Czech Republic: Opportunities for Investors
As the Czech Republic has entered the EU, the range of trade and investment opportunities has grown. Expectations are that exporters will continue to profit from the Czech Republic's economic transformation, as major upgrades of pollution control equipment, telecommunications equipment and services, energy production and distribution, housing and municipal infrastructure and medical services continue.
Measured on per capita basis the Czech Republic has become, in recent years, by far the most successful country in attracting FDI in Central Europe. According to estimates, between 3 to 5 billion dollars on average should flow into the country annually up until the year 2010.
For companies from the EU, the Czech Republic represents a low-cost, high-yield investment opportunity close to home and without restriction of labor movement. A strengthening Czech Crown, the local currency, also reinforces the investment opportunities in the country.
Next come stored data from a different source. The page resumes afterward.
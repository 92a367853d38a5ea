//! SystemStatus (§4.B): folds recent [`crate::snapshotter::Snapshot`]s into
//! `isSystemIdle` booleans over two windows, `current` (short, default 5s)
//! and `historical` (long, default 60s).

use crate::snapshotter::{Gauge, Snapshotter};

/// Per-gauge overloaded ratio plus the overall idle verdict for one window.
#[derive(Debug, Clone, PartialEq)]
pub struct StatusReport {
    pub is_system_idle: bool,
    pub memory_ratio: f64,
    pub event_loop_ratio: f64,
    pub cpu_ratio: f64,
    pub client_ratio: f64,
}

/// Thresholds each gauge's overloaded-sample ratio is compared against.
/// `ratio == threshold` is idle; `ratio > threshold` is overloaded.
#[derive(Debug, Clone, Copy)]
pub struct SystemStatusOptions {
    pub current_window_millis: i64,
    pub historical_window_millis: i64,
    pub max_memory_overloaded_ratio: f64,
    pub max_event_loop_overloaded_ratio: f64,
    pub max_cpu_overloaded_ratio: f64,
    pub max_client_overloaded_ratio: f64,
}

impl Default for SystemStatusOptions {
    fn default() -> Self {
        SystemStatusOptions {
            current_window_millis: 5_000,
            historical_window_millis: 60_000,
            max_memory_overloaded_ratio: 0.7,
            max_event_loop_overloaded_ratio: 0.7,
            max_cpu_overloaded_ratio: 0.7,
            max_client_overloaded_ratio: 0.7,
        }
    }
}

pub struct SystemStatus<'a> {
    snapshotter: &'a Snapshotter,
    options: SystemStatusOptions,
}

/// `ratio = |overloaded samples| / |samples in window|`; zero samples is
/// treated as idle (ratio 0.0).
fn overloaded_ratio(samples: &[crate::snapshotter::Snapshot]) -> f64 {
    if samples.is_empty() {
        return 0.0;
    }
    let overloaded = samples.iter().filter(|s| s.is_overloaded).count();
    overloaded as f64 / samples.len() as f64
}

impl<'a> SystemStatus<'a> {
    pub fn new(snapshotter: &'a Snapshotter, options: SystemStatusOptions) -> Self {
        SystemStatus {
            snapshotter,
            options,
        }
    }

    pub async fn get_current_status(&self) -> StatusReport {
        self.report(self.options.current_window_millis).await
    }

    pub async fn get_historical_status(&self) -> StatusReport {
        self.report(self.options.historical_window_millis).await
    }

    async fn report(&self, window_millis: i64) -> StatusReport {
        let memory_ratio =
            overloaded_ratio(&self.snapshotter.get_sample(Gauge::Memory, window_millis).await);
        let event_loop_ratio = overloaded_ratio(
            &self
                .snapshotter
                .get_sample(Gauge::EventLoopLag, window_millis)
                .await,
        );
        let cpu_ratio =
            overloaded_ratio(&self.snapshotter.get_sample(Gauge::Cpu, window_millis).await);
        let client_ratio =
            overloaded_ratio(&self.snapshotter.get_sample(Gauge::Client, window_millis).await);

        // Strict `>`: a ratio exactly at threshold is idle. Any single
        // gauge overloaded marks the whole system overloaded.
        let is_system_idle = memory_ratio <= self.options.max_memory_overloaded_ratio
            && event_loop_ratio <= self.options.max_event_loop_overloaded_ratio
            && cpu_ratio <= self.options.max_cpu_overloaded_ratio
            && client_ratio <= self.options.max_client_overloaded_ratio;

        StatusReport {
            is_system_idle,
            memory_ratio,
            event_loop_ratio,
            cpu_ratio,
            client_ratio,
        }
    }
}

#[cfg(test)]
mod tests {
    use super::*;
    use crate::snapshotter::Snapshot;

    fn snapshots(overloaded: usize, total: usize) -> Vec<Snapshot> {
        (0..total)
            .map(|i| Snapshot {
                created_at: 0,
                is_overloaded: i < overloaded,
                payload: 0.0,
            })
            .collect()
    }

    #[test]
    fn zero_samples_is_idle() {
        assert_eq!(overloaded_ratio(&[]), 0.0);
    }

    /// S7 — SystemStatus threshold: 100 snapshots, 50 overloaded, ratio 0.5.
    #[test]
    fn s7_ratio_at_threshold_is_idle() {
        let samples = snapshots(50, 100);
        let ratio = overloaded_ratio(&samples);
        assert_eq!(ratio, 0.5);
        assert!(ratio <= 0.5);
    }

    #[test]
    fn s7_ratio_above_threshold_is_overloaded() {
        let samples = snapshots(50, 100);
        let ratio = overloaded_ratio(&samples);
        assert!(ratio > 0.49);
    }

    #[tokio::test]
    async fn idle_when_no_snapshotter_history() {
        let snapshotter = Snapshotter::new(crate::snapshotter::SnapshotterOptions::default());
        let status = SystemStatus::new(&snapshotter, SystemStatusOptions::default());
        let report = status.get_current_status().await;
        assert!(report.is_system_idle);
    }
}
The main reason for FDI is still the sufficient number of skilled and less expensive labor in some areas that helps foreign investors to flourish. Nevertheless the situation is changing and it is beginning to be a difficult task to obtain experts in some areas.
The capital of the Czech Republic, Prague, has its own international airport with one of the largest passenger and cargo capacities in CEE, train and bus stations, and highway connection to Germany and Slovakia, which makes it perfectly suited for a logistics and distribution hub connecting the countries Germany, Austria, Slovakia, and Poland.
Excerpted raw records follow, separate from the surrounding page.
//! The `Request` data model (§3) and the small value types that travel
//! alongside it through the queue and the dispatch loop.

use serde::{Deserialize, Serialize};
use serde_json::Value;
use std::collections::HashMap;

/// Stable identifier assigned by the queue on first insertion.
pub type RequestId = String;

/// A unit of work: the URL, method, headers, payload, and user data to be
/// dispatched once.
#[derive(Debug, Clone, Serialize, Deserialize)]
pub struct Request {
    /// Assigned by the queue; empty until `addRequest` returns.
    pub id: RequestId,

    /// Deduplication key. Derived from a canonical form of `url` when the
    /// caller does not supply one (see [`canonicalize_url`]).
    pub unique_key: String,

    pub url: String,

    #[serde(default = "default_method")]
    pub method: String,

    #[serde(default)]
    pub headers: HashMap<String, String>,

    #[serde(default)]
    pub payload: Option<Vec<u8>>,

    /// Opaque, application-defined data carried alongside the request.
    #[serde(default)]
    pub user_data: HashMap<String, Value>,

    /// Application-defined routing tag consumed by `router.rs`. Added in
    /// this expansion to make `MissingRoute` (§7) expressible at all.
    #[serde(default)]
    pub label: Option<String>,

    #[serde(default)]
    pub retry_count: u32,

    #[serde(default)]
    pub error_messages: Vec<String>,

    /// Set once the request is terminally handled (success or permanent
    /// failure). `None` while pending or in progress.
    #[serde(default)]
    pub handled_at: Option<i64>,

    #[serde(default)]
    pub no_retry: bool,

    #[serde(default)]
    pub skip_navigation: bool,
}

fn default_method() -> String {
    "GET".to_string()
}

impl Request {
    /// Construct a new, unhandled request. `id` is left empty; the queue
    /// assigns it on `add_request`.
    pub fn new(url: impl Into<String>) -> Self {
        let url = url.into();
        let unique_key = canonicalize_url(&url);
        Request {
            id: String::new(),
            unique_key,
            url,
            method: default_method(),
            headers: HashMap::new(),
            payload: None,
            user_data: HashMap::new(),
            label: None,
            retry_count: 0,
            error_messages: Vec::new(),
            handled_at: None,
            no_retry: false,
            skip_navigation: false,
        }
    }

    pub fn with_unique_key(mut self, unique_key: impl Into<String>) -> Self {
        self.unique_key = unique_key.into();
        self
    }

    pub fn with_label(mut self, label: impl Into<String>) -> Self {
        self.label = Some(label.into());
        self
    }

    pub fn with_method(mut self, method: impl Into<String>) -> Self {
        self.method = method.into();
        self
    }

    pub fn with_no_retry(mut self, no_retry: bool) -> Self {
        self.no_retry = no_retry;
        self
    }

    /// Once `handled_at` is set, the request is terminal.
    pub fn is_handled(&self) -> bool {
        self.handled_at.is_some()
    }

    pub fn record_error(&mut self, message: impl Into<String>) {
        self.error_messages.push(message.into());
    }
}

/// Canonical form of a URL used to derive `unique_key` when the caller
/// doesn't supply one: lowercase scheme/host, strip a trailing `/`, drop
/// a fragment. Not a full RFC 3986 normalizer — just enough to dedupe the
/// obvious equivalents (`http://EXAMPLE.com/a` == `http://example.com/a`).
pub fn canonicalize_url(url: &str) -> String {
    let without_fragment = url.split('#').next().unwrap_or(url);

    let (scheme_and_authority, rest) = match without_fragment.split_once("://") {
        Some((scheme, rest)) => (format!("{}://", scheme.to_lowercase()), rest),
        None => (String::new(), without_fragment),
    };

    let (authority, path_and_query) = match rest.find('/') {
        Some(idx) => (&rest[..idx], &rest[idx..]),
        None => (rest, ""),
    };

    let mut normalized = format!("{}{}", scheme_and_authority, authority.to_lowercase());
    let trimmed_path = path_and_query.strip_suffix('/').unwrap_or(path_and_query);
    normalized.push_str(trimmed_path);
    normalized
}

/// Result of `addRequest`/each item of `addRequests`.
#[derive(Debug, Clone, Serialize, Deserialize, PartialEq, Eq)]
pub struct QueueOperationInfo {
    pub request_id: RequestId,
    pub was_already_present: bool,
    pub was_already_handled: bool,
}

#[cfg(test)]
mod tests {
    use super::*;

    #[test]
    fn new_request_derives_unique_key_from_url() {
        let req = Request::new("https://example.com/path");
        assert_eq!(req.unique_key, "https://example.com/path");
    }

    #[test]
    fn canonicalize_lowercases_scheme_and_host() {
        assert_eq!(
            canonicalize_url("HTTPS://Example.COM/Path"),
            "https://example.com/Path"
        );
    }

    #[test]
    fn canonicalize_strips_trailing_slash() {
        assert_eq!(
            canonicalize_url("https://example.com/path/"),
            "https://example.com/path"
        );
    }

    #[test]
    fn canonicalize_strips_fragment() {
        assert_eq!(
            canonicalize_url("https://example.com/path#section"),
            "https://example.com/path"
        );
    }

    #[test]
    fn canonicalize_keeps_root_slash_when_path_empty() {
        // authority-only URL has no explicit path to strip past root
        assert_eq!(canonicalize_url("https://example.com"), "https://example.com");
    }

    #[test]
    fn with_unique_key_overrides_derived_key() {
        let req = Request::new("https://example.com/a").with_unique_key("custom-key");
        assert_eq!(req.unique_key, "custom-key");
    }

    #[test]
    fn fresh_request_is_not_handled() {
        let req = Request::new("https://example.com");
        assert!(!req.is_handled());
    }

    #[test]
    fn record_error_appends_message() {
        let mut req = Request::new("https://example.com");
        req.record_error("timeout");
        req.record_error("connection reset");
        assert_eq!(req.error_messages, vec!["timeout", "connection reset"]);
    }
}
Prague’s strategic location makes the city very attractive for the establishment of corporate headquarters or regional offices. For example, an increasing number of still affordable rents for luxurious offices makes Prague interesting. DHL, Logica CMG, Accenture and other companies already created their CEE headquarters in Prague, and several other companies also plan to follow their example. Several factors, such as an abundance of cultural and sport possibilities, good public transport and a large number of parks lead to higher quality of life and greater productivity. Prague’s location has become even more attractive after the Czech republic fully joined the Schengen zone in April 2008.
This year, the Czech Republic should be the 3rd largest car producing country (per capita) worldwide after Belgium and Slovakia. At present, there are two large automotive manufacturers: Skoda (a part of the Volkswagen group) and TPCA, and a third, Hyundai, is building its own factory in North-East of Moravia.